Last edited by Ted S
@Ted S posted:

You mentioned RealTrax.  Some RealTrax came with a black coating on the center rail that, in my experience, interfered with reliable electrical pickup.  I used an abrasive eraser to remove the black coating.  Then I had to go back and remove it from all of the pickup rollers as well.  If your RealTrax has the blackened center rail, you might choose to do the same.

There are some talented MTH techs on this board that could add a pickup roller to the Mohawk's tender.  (This job requires some custom engineering.)  Doing this would greatly improve the number of power pickup points, and net you more reliable operation.  Shame on MTH for NOT putting a pickup roller on the tender, in the first place!

How would I go about finding those people?  I do have an MTH dealer about an hour away that does repairs - I’ve thought about taking it to him… I wanted to see how much trouble shooting I could do before taking that route.

Last edited by TUGreystones

If the problem is with the roller's conductivity, I like using these soft, minimally abrasive balls in a Dremel to clean and polish them up - available on the big A.

If a pick-up is getting stuck either in the up or down position, perhaps you can insert a tiny, flat-bladed screwdriver in-between where the pick-up rivet fits into the pick-up frame and open up a small enough clearance so it doesn't bind anymore.

Does the pick-up get stuck when you manually press it up and down with your finger ?



51F339hj-CS._AC_UL320_

Attachments

Images (1)
  • 51F339hj-CS._AC_UL320_
@Richie C. posted:

If the problem is with the roller's conductivity, I like using these soft, minimally abrasive balls in a Dremel to clean and polish them up - available on the big A.

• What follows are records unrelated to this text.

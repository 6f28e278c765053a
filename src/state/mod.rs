//! State module for tracking crawl progress
//!
//! # Components
//!
//! - `CrawlStatus`: Lifecycle of a crawl session (pending, running, paused, terminal states)
//! - `PageRecord`: The immutable outcome recorded for each crawled URL

mod crawl_status;
mod page_record;

// Re-export main types
pub use crawl_status::CrawlStatus;
pub use page_record::{compress_content, PageRecord};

If a pick-up is getting stuck either in the up or down position, perhaps you can insert a tiny, flat-bladed screwdriver in-between where the pick-up rivet fits into the pick-up frame and open up a small enough clearance so it doesn't bind anymore.

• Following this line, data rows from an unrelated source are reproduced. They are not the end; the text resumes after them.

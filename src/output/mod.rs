//! Output module for crawl events and reports
//!
//! This module handles:
//! - Running statistics and progress snapshots
//! - The event stream sent to consumers
//! - Orphaned / broken / empty page audits of finished crawls
//! - Markdown rendering of those audits

mod events;
mod markdown;
pub mod report;
pub mod stats;

pub use events::{CrawlEvent, PageLog};
pub use markdown::{format_markdown_report, write_markdown_report};
pub use report::{build_report, AuditReport, BrokenLink};
pub use stats::{print_statistics, throughput, CrawlStats, StatusSnapshot};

Does the pick-up get stuck when you manually press it up and down with your finger ?



51F339hj-CS._AC_UL320_

@Richie C., thanks for the suggestions. I just ordered the balls... I'm willing to try anything at this point!

As far as the pickup that gets stuck, I just got the specific part # from MTH - I'm wondering, though, if I can pull it off and slightly bend the piece that keeps getting stuck.  I'm honestly not sure where it's catching.  I will try your suggestion with a screw driver, too.  

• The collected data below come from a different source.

//! Running crawl statistics and progress snapshots
//!
//! `CrawlStats` holds the counters the scheduler updates as pages settle.
//! `StatusSnapshot` is the point-in-time view sent to consumers with every
//! progress event.

use crate::crawler::CrawlResult;
use crate::state::CrawlStatus;
use serde::{Deserialize, Serialize};
use std::collections::BTreeMap;

/// Running totals for one crawl session
#[derive(Debug, Clone, Default, PartialEq, Serialize, Deserialize)]
pub struct CrawlStats {
    /// Pages whose fetch has settled (success or error)
    pub crawled_pages: usize,

    /// Distinct URLs ever queued
    pub total_pages: usize,

    /// Settled pages that failed or returned 4xx/5xx
    pub error_count: usize,

    /// Rolling mean of fetch durations (milliseconds)
    pub avg_response_ms: f64,
}

impl CrawlStats {
    /// Records one settled page
    pub fn record_page(&mut self, duration_ms: u64, is_error: bool) {
        self.crawled_pages += 1;
        if is_error {
            self.error_count += 1;
        }

        // Incremental mean avoids keeping every sample
        let n = self.crawled_pages as f64;
        self.avg_response_ms += (duration_ms as f64 - self.avg_response_ms) / n;
    }

    /// Completion in percent; 0 when nothing has been queued
    pub fn percent_complete(&self) -> f64 {
        if self.total_pages == 0 {
            0.0
        } else {
            (self.crawled_pages as f64 / self.total_pages as f64) * 100.0
        }
    }

    /// Pages queued but not yet settled
    pub fn remaining_pages(&self) -> usize {
        self.total_pages.saturating_sub(self.crawled_pages)
    }

    /// Estimated milliseconds left: `remaining * avg / concurrency`
    ///
    /// Returns `None` until at least one page has settled.
    pub fn eta_ms(&self, concurrency: usize) -> Option<u64> {
        if self.crawled_pages == 0 {
            return None;
        }
        let lanes = concurrency.max(1) as f64;
        Some((self.remaining_pages() as f64 * self.avg_response_ms / lanes).round() as u64)
    }
}

/// Point-in-time view of a crawl session
#[derive(Debug, Clone, PartialEq, Serialize, Deserialize)]
pub struct StatusSnapshot {
    pub status: CrawlStatus,
    pub crawled_pages: usize,
    pub total_pages: usize,
    pub error_count: usize,
    pub skipped_count: usize,
    pub avg_response_ms: f64,
    pub percent_complete: f64,

    /// `None` until the first page settles
    pub eta_ms: Option<u64>,

    pub queue_size: usize,

    /// Next queued URL, shown as "currently processing"
    pub current_url: Option<String>,

    pub in_flight: usize,

    /// Effective concurrency (1 when a crawl-delay applies)
    pub concurrency: usize,

    pub elapsed_ms: u64,
    pub pages_per_second: f64,
}

impl StatusSnapshot {
    /// Snapshot of a session that has not dispatched anything yet
    pub fn pending(concurrency: usize) -> Self {
        Self {
            status: CrawlStatus::Pending,
            crawled_pages: 0,
            total_pages: 0,
            error_count: 0,
            skipped_count: 0,
            avg_response_ms: 0.0,
            percent_complete: 0.0,
            eta_ms: None,
            queue_size: 0,
            current_url: None,
            in_flight: 0,
            concurrency,
            elapsed_ms: 0,
            pages_per_second: 0.0,
        }
    }
}

/// Pages per second over an elapsed window
pub fn throughput(crawled_pages: usize, elapsed_ms: u64) -> f64 {
    if elapsed_ms == 0 {
        0.0
    } else {
        crawled_pages as f64 / (elapsed_ms as f64 / 1000.0)
    }
}

/// Prints a finished crawl's statistics to stdout
///
/// # Arguments
///
/// * `result` - The finished crawl
pub fn print_statistics(result: &CrawlResult) {
    let stats = &result.stats;

    println!("=== Crawl Statistics ===\n");

    println!("Overview:");
    println!("  Status: {}", result.status);
    println!("  Pages crawled: {}", stats.crawled_pages);
    println!("  Pages discovered: {}", stats.total_pages);
    println!("  Skipped (already crawled): {}", result.skipped_count);
    println!("  Sitemap URLs: {}", result.sitemap_urls.len());
    println!("  Average response: {:.0}ms", stats.avg_response_ms);
    println!();

    println!("Pages by Status:");
    let mut by_status: BTreeMap<u16, usize> = BTreeMap::new();
    for record in result.pages.values() {
        *by_status.entry(record.status).or_insert(0) += 1;
    }
    for (status, count) in &by_status {
        let label = if *status == 0 {
            "network error".to_string()
        } else {
            status.to_string()
        };
        let percentage = if stats.crawled_pages > 0 {
            (*count as f64 / stats.crawled_pages as f64) * 100.0
        } else {
            0.0
        };
        println!("  {}: {} ({:.1}%)", label, count, percentage);
    }
    println!();

    let ok = stats.crawled_pages.saturating_sub(stats.error_count);
    let success_rate = if stats.crawled_pages > 0 {
        (ok as f64 / stats.crawled_pages as f64) * 100.0
    } else {
        0.0
    };

    println!(
        "Success Rate: {:.1}% ({} / {} pages fetched without error)",
        success_rate, ok, stats.crawled_pages
    );
}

The colors of the "balls" represent different grits, but they're all pretty close. Also useful for cleaning train wheels, wheel flanges, axles, wipers and other things I haven't thought of yet. They have a very thin shaft which some Dremel's will not close tight on, in which case you might have to buy an adaptor for the Dremel.   

I'd try simply spreading the clearances a little where the pick-up flange sits in the pick-up frame, before removing it and bending it. In fact, if you have to remove it, I'd try lightly sanding or filing the edges/surface of the flange with a sanding wheel or stone using a Dremel, before bending it.